В конце концов я полностью потерял контроль над обеими ногами и правой рукой. Мне приходилось хвататься за поручни и тянуться с помощью них наверх. Я завидел первые двери на лестнице, на которых было написано "-24 этаж". Однако до двери мне оставалось девять ступеней, что весьма усложнялось единственной рабочей рукой.
Я наконец добрался до этой самой пластиковой двери и подполз поближе.
Приподнявшись спиной как можно выше, я принялся аритмично стучать в дверь лбом. Возможно, это было не самая лучшая идея, однако других не представлялось.
Я зарыдал от безысходности, когда не осталось сил и на это. Я свалился на спину на каменном полу и разложил руки в стороны, несчастный рюкзак же я сумел снять и положил под голову. Я сверлил глазами проём между бесконечными винтовыми лестницами, уходящими вдаль и грустил, что так и закончится моя история.
Глава 14. Воспоминание.
После этого, моя голова закружилась, и ускорился пульс. Мне стало страшно, и я постарался выбраться из объятий мягкой кровати, однако прочные верёвки и сильная усталость взяли надо мной верх. Также странные проводки из моих рук усугубляли ситуацию, отображая моё состояние на приборе у деревянной тумбы.
В этом огромном помещении располагались множества коек, но лишь трое из них были заняты людьми, а остальные - аккуратно застелены пребелыми покрывалами.
Я пролежал там либо час, либо меньше, тяжело вздыхая и пытаясь повернуться на другой бок, что никак не получалось, и в комнату с громким топотом ввалилось с десяток дружных людей разного рода работы: пятеро бойцов-джаггернаутов с тяжёлыми пулемётами, трое пожилых учёных в посеревших белых халатах и два человека в чёрных дипломатических костюмах, в руках которых лежали толстые стопки жёлтых бумаг. Вся эта картина натолкнула меня на мысль о прошлом, из-за чего моё лицо исказилось, отображая мою тоску о прошлом.

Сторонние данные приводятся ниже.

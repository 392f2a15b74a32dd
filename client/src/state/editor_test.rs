use super::*;

#[derive(Clone, Debug, Default, PartialEq)]
struct Draft {
    title: String,
}

fn draft(title: &str) -> Draft {
    Draft { title: title.to_owned() }
}

// =============================================================
// SaveMode
// =============================================================

#[test]
fn save_mode_from_route() {
    assert_eq!(SaveMode::from_route(None), SaveMode::Create);
    assert_eq!(SaveMode::from_route(Some(String::new())), SaveMode::Create);
    assert_eq!(SaveMode::from_route(Some("42".into())), SaveMode::Update("42".into()));
    assert_eq!(SaveMode::Update("42".into()).id(), Some("42"));
}

// =============================================================
// EditorState
// =============================================================

#[test]
fn create_editor_starts_ready() {
    let state = EditorState::<Draft>::new(SaveMode::Create);
    assert!(!state.loading);
    assert!(state.ready);
    assert!(!state.is_update());
    assert_eq!(state.record, Draft::default());
}

#[test]
fn update_editor_starts_loading_until_loaded() {
    let mut state = EditorState::<Draft>::new(SaveMode::Update("1".into()));
    assert!(state.loading);
    assert!(!state.begin_save());
    state.loaded(draft("stored"));
    assert!(!state.loading);
    assert_eq!(state.record.title, "stored");
}

#[test]
fn begin_save_rejects_second_concurrent_save() {
    let mut state = EditorState::<Draft>::new(SaveMode::Create);
    assert!(state.begin_save());
    assert!(!state.begin_save());
    state.finish_save(Err("offline".into()));
    assert!(state.begin_save());
}

#[test]
fn successful_save_marks_saved_and_blocks_resubmit() {
    let mut state = EditorState::<Draft>::new(SaveMode::Create);
    assert!(state.begin_save());
    state.finish_save(Ok(()));
    assert!(state.saved);
    assert_eq!(state.error, None);
    assert!(!state.begin_save());
}

#[test]
fn failed_save_keeps_record_and_error() {
    let mut state = EditorState::<Draft>::new(SaveMode::Create);
    state.record = draft("unsaved");
    assert!(state.begin_save());
    state.finish_save(Err("title required".into()));
    assert!(!state.saving);
    assert!(!state.saved);
    assert_eq!(state.error.as_deref(), Some("title required"));
    assert_eq!(state.record, draft("unsaved"));
}

#[test]
fn begin_save_clears_previous_error() {
    let mut state = EditorState::<Draft>::new(SaveMode::Create);
    assert!(state.begin_save());
    state.finish_save(Err("boom".into()));
    assert!(state.begin_save());
    assert_eq!(state.error, None);
}

#[test]
fn failed_load_never_allows_saving_the_blank_record() {
    let mut state = EditorState::<Draft>::new(SaveMode::Update("7".into()));
    state.load_failed("404 not found");
    assert!(!state.loading);
    assert!(!state.ready);
    assert_eq!(state.load_error.as_deref(), Some("404 not found"));
    assert!(!state.begin_save());
    assert!(!state.saving);
}

#[test]
fn loaded_record_makes_update_editor_ready() {
    let mut state = EditorState::<Draft>::new(SaveMode::Update("7".into()));
    assert!(!state.ready);
    state.loaded(draft("stored"));
    assert!(state.ready);
    assert_eq!(state.load_error, None);
    assert!(state.begin_save());
}
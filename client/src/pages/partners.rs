//! Partner list and editor pages.

use leptos::prelude::*;

use content::{ImageSlot, MediaPick, MediaTarget, Partner};

use crate::components::collection_table::CollectionTable;
use crate::components::editor_status::EditorStatus;
use crate::components::form_fields::{TextField, text_signal};
use crate::components::image_field::ImageField;
use crate::components::layout::AdminLayout;
use crate::components::media_picker::MediaPicker;
use crate::net::types::Collection;
use crate::state::editor::EditorState;
use crate::state::media::MediaPickerState;
use crate::util::resource::{PageContext, submit_record, use_collection_list, use_record_editor};

#[component]
pub fn PartnersPage() -> impl IntoView {
    view! {
        <AdminLayout>
            <PartnerList />
        </AdminLayout>
    }
}

#[component]
fn PartnerList() -> impl IntoView {
    let list = use_collection_list::<Partner>();

    view! {
        <div class="list-page">
            <header class="page-header">
                <h1>"Partners"</h1>
                <a class="btn btn--primary" href=Collection::Partner.new_route()>
                    "+ New Partner"
                </a>
            </header>
            <CollectionTable
                list=list
                columns=vec!["Logo", "Title"]
                row=|p: &Partner| {
                    let logo = p.resolved_image().map(str::to_owned);
                    view! {
                        <td>
                            {logo.map(|src| view! { <img class="table__thumb" src=src alt="" /> })}
                        </td>
                        <td class="table__primary">{p.title.clone()}</td>
                    }
                }
            />
        </div>
    }
}

#[component]
pub fn PartnerEditorPage() -> impl IntoView {
    view! {
        <AdminLayout>
            <PartnerEditor />
        </AdminLayout>
    }
}

#[component]
fn PartnerEditor() -> impl IntoView {
    let ctx = PageContext::expect();
    let editor = use_record_editor::<Partner>();
    let picker = RwSignal::new(MediaPickerState::default());

    let on_pick = Callback::new(move |(target, pick): (MediaTarget, MediaPick)| {
        if target == MediaTarget::ProfileImage {
            editor.update(|s| s.record = s.record.with_media(&pick));
        }
    });
    let on_submit = move |ev: leptos::ev::SubmitEvent| {
        ev.prevent_default();
        let record = editor.with_untracked(|s| s.record.clone());
        submit_record(&ctx, editor, record);
    };
    let image = Signal::derive(move || editor.with(|s| s.record.resolved_image().map(str::to_owned)));

    view! {
        <div class="editor-page">
            <header class="page-header">
                <h1>{move || if editor.with(EditorState::is_update) { "Edit Partner" } else { "Create Partner" }}</h1>
                <a class="btn" href=Collection::Partner.route()>
                    "Back to list"
                </a>
            </header>
            <Show
                when=move || editor.with(|s| s.ready)
                fallback=move || view! { <EditorStatus editor=editor /> }
            >
                <form class="editor-form" on:submit=on_submit.clone()>
                    <TextField
                        label="Title"
                        value=text_signal(editor, |p| Some(p.title.as_str()))
                        on_input=Callback::new(move |value: String| editor.update(|s| s.record.title = value))
                        required=true
                    />
                    <ImageField
                        label="Logo"
                        url=image
                        on_choose=Callback::new(move |()| picker.update(|p| p.open(MediaTarget::ProfileImage)))
                        on_clear=Callback::new(move |()| {
                            editor.update(|s| {
                                s.record.set_image(None, None);
                                s.record.image = None;
                            });
                        })
                    />
                    {move || editor.with(|s| s.error.clone()).map(|e| view! { <p class="editor-form__error">{e}</p> })}
                    <div class="editor-form__actions">
                        <button class="btn btn--primary" type="submit" disabled=move || editor.with(|s| s.saving)>
                            {move || if editor.with(|s| s.saving) { "Saving..." } else { "Save Partner" }}
                        </button>
                    </div>
                </form>
            </Show>
            <MediaPicker picker=picker on_pick=on_pick />
        </div>
    }
}
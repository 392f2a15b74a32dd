use super::*;

#[test]
fn push_replaces_current_and_increments_seq() {
    let mut state = NoticeState::default();
    let first = state.push(NoticeLevel::Success, "Saved");
    let second = state.push(NoticeLevel::Error, "Failed");
    assert!(second > first);
    let current = state.current.as_ref().unwrap();
    assert_eq!(current.level, NoticeLevel::Error);
    assert_eq!(current.message, "Failed");
}

#[test]
fn stale_dismiss_keeps_newer_notice() {
    let mut state = NoticeState::default();
    let old = state.push(NoticeLevel::Success, "first");
    let new = state.push(NoticeLevel::Warning, "second");

    assert!(!state.dismiss(old));
    assert_eq!(state.current.as_ref().map(|n| n.seq), Some(new));

    assert!(state.dismiss(new));
    assert_eq!(state.current, None);
}

#[test]
fn dismiss_on_empty_is_noop() {
    let mut state = NoticeState::default();
    assert!(!state.dismiss(1));
}

#[test]
fn level_names() {
    assert_eq!(NoticeLevel::Warning.as_str(), "warning");
}
//! Local media store.
//!
//! Every upload is also recorded in `localStorage` so the picker still has
//! something to offer when `GET /files` fails. Entries are kept newest
//! first, unique by id.

#[cfg(test)]
#[path = "media_store_test.rs"]
mod media_store_test;

use content::MediaEntry;

use super::storage::{load_json, save_json};

pub const MEDIA_STORE_KEY: &str = "cci_admin_media_v1";

/// Put `entry` at the front, replacing any older entry with the same id.
pub fn prepend(entries: &[MediaEntry], entry: MediaEntry) -> Vec<MediaEntry> {
    let mut next = Vec::with_capacity(entries.len() + 1);
    let id = entry.id.clone();
    next.push(entry);
    next.extend(entries.iter().filter(|e| e.id != id).cloned());
    next
}

pub fn without(entries: &[MediaEntry], id: &str) -> Vec<MediaEntry> {
    entries.iter().filter(|e| e.id != id).cloned().collect()
}

pub fn load() -> Vec<MediaEntry> {
    load_json(MEDIA_STORE_KEY).unwrap_or_default()
}

/// Record a fresh upload.
pub fn add(entry: MediaEntry) {
    save_json(MEDIA_STORE_KEY, &prepend(&load(), entry));
}

pub fn remove(id: &str) {
    save_json(MEDIA_STORE_KEY, &without(&load(), id));
}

Седая борода одного из докторов доходила до самой его груди, а голубые глаза его показались мне, чуть менее враждебными, чем у остальных. Другие же люди излучали невиданную ярость и злость.
Они подошли к одной из коек и, разбудив пациента, начали его допрашивать о самочувствии. Судя по искажённым моим уставшим разумом их разговорами, все лежавшие пациенты являлись бойцами той самой перестрелки на корабле. Меня смутили недавнее воспоминание о том, что я убил военного и мысль о том, что меня приняли в лазарет той самой лаборатории.
Вскоре пришёл черёд разговора со мной. Мне сообщили, что я заражён какой-то инфекцией, но пообещали, что через день поставят на ноги и мне придётся отстоять или сменить свою точку зрения в процессе заседания суда. Мне будет предоставлен ознакомленный с моим личным дневником адвокат. Как ни странно, эти люди разговаривали со мной, как с давно знакомым другом. Я был этим весьма изумлён, однако отвечал им так же, как они обращались ко мне.
Так и произошло. На следующий день меня повели в отдельное помещение на одном из этажей выше. Мне и моему адвокату выделили общую стойку, и адвокат напоминал мне свидетеля моей истории.
Глава 15. В долгий путь.
Я отнёсся к мудрому решению судьи с некоторым пониманием, хоть и желал остаться в лагере. Я сообщил о судьбе моих друзей, и, когда оперативная группа бойцов забрала их трупы, после обследования и вскрытия, по моему огорчению, их сожгли, а лифт - очистили. Мне сообщили, что командира, заведующего эвакуацией расстреляли, а бойцов - отправили чистить, заряжать и чинить оружие, изготовлять патроны на неделю.
За всю эту чёртову неделю, я успешно познакомился и сдружился со своим будущим лучшим другом. Напарника звали Максим, и он имел имел довольно изменчивый характер. Временами он мог быть жёстким, а временами - в особенности с детьми - мог быть мягким. Сам мужчина имел небольшие карие усы и широкие депрессивные глаза.